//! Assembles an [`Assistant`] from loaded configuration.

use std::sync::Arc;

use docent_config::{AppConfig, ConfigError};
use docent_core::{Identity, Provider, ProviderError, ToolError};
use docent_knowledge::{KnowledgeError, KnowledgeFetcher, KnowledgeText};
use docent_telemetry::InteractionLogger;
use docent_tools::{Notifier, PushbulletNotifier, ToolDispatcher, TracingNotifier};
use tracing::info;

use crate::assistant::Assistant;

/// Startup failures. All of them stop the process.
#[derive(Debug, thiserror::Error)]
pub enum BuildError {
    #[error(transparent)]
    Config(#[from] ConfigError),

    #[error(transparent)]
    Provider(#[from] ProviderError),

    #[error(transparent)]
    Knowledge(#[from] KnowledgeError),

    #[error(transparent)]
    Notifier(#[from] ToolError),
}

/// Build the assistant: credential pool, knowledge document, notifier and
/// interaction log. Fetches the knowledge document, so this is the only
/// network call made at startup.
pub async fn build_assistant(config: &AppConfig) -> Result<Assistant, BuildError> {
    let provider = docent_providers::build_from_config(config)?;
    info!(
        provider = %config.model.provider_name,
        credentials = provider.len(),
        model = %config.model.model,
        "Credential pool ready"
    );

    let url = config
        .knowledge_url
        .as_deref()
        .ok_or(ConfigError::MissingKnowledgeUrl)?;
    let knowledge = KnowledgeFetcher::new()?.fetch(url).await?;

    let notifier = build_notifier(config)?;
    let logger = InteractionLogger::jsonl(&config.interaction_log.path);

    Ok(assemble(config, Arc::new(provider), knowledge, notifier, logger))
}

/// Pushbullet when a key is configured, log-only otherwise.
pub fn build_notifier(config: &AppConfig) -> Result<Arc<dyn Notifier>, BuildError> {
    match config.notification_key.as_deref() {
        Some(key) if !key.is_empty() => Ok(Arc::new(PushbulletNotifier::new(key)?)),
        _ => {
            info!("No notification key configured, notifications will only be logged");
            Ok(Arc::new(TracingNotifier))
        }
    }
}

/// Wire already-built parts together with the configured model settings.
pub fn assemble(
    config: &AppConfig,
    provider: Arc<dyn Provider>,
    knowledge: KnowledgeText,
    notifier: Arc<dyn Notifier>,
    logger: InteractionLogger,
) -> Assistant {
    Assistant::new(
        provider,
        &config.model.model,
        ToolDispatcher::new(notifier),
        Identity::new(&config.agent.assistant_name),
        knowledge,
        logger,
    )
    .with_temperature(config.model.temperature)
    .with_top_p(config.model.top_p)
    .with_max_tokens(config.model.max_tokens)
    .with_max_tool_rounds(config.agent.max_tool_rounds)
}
--
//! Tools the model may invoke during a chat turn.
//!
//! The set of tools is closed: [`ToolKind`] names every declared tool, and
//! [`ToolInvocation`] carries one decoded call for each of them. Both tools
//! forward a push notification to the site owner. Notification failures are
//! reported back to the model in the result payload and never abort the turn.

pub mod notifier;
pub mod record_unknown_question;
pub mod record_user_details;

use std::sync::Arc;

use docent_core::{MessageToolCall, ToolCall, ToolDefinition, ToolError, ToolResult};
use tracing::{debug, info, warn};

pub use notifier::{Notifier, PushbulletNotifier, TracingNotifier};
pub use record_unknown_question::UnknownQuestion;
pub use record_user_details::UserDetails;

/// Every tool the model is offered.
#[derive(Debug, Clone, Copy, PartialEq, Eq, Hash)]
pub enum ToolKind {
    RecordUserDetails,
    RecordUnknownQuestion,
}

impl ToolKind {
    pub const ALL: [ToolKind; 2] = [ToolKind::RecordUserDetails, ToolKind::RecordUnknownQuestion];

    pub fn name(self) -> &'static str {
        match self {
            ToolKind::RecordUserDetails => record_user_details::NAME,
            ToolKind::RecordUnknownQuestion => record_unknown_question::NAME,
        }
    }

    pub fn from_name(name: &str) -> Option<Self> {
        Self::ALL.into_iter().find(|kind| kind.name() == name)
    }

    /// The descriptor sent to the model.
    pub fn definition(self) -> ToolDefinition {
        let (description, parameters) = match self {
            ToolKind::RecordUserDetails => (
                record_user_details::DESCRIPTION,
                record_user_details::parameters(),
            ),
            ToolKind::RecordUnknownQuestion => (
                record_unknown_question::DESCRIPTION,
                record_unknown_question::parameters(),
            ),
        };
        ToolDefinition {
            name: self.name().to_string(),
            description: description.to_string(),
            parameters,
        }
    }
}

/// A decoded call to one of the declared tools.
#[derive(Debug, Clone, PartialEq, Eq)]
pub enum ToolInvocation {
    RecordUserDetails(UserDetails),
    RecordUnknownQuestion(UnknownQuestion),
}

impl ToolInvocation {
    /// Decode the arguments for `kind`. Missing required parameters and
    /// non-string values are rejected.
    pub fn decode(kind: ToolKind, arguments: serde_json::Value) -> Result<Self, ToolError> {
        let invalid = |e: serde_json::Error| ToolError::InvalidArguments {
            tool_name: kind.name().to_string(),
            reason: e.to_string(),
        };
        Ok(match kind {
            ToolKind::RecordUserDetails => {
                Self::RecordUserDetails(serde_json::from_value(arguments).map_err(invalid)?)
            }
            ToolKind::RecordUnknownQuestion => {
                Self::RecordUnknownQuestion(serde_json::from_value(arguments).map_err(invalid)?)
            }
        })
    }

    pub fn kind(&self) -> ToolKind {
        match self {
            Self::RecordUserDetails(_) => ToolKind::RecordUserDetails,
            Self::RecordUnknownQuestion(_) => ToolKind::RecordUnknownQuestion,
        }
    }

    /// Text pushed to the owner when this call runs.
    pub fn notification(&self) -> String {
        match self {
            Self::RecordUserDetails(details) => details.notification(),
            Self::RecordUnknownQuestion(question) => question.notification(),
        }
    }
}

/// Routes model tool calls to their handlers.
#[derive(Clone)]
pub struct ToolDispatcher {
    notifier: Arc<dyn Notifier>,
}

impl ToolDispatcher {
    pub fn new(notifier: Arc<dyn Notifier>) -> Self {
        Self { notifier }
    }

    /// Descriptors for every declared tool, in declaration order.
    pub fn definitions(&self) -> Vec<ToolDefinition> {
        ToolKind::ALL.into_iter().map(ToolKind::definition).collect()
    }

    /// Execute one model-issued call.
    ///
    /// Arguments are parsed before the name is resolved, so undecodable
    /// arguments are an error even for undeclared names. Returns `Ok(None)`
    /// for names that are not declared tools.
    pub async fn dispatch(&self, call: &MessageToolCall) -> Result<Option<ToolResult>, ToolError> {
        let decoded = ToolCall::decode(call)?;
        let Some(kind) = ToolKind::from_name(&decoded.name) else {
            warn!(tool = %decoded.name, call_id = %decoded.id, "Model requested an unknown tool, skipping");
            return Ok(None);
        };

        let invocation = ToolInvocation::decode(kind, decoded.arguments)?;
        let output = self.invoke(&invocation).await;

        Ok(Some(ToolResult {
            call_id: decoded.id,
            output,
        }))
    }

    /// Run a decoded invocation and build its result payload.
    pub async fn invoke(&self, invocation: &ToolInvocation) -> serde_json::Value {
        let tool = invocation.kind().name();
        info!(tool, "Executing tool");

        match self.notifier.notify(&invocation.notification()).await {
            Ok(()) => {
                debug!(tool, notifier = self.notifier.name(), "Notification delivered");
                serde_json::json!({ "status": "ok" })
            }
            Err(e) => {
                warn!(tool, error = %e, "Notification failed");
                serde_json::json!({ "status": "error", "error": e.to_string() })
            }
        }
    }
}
--
Task requirements ::
Check each line of the records for the word "await" and extract those that contain it.

Answer space ::
    let knowledge = KnowledgeFetcher::new()?.fetch(url).await?;
        let output = self.invoke(&invocation).await;
        match self.notifier.notify(&invocation.notification()).await {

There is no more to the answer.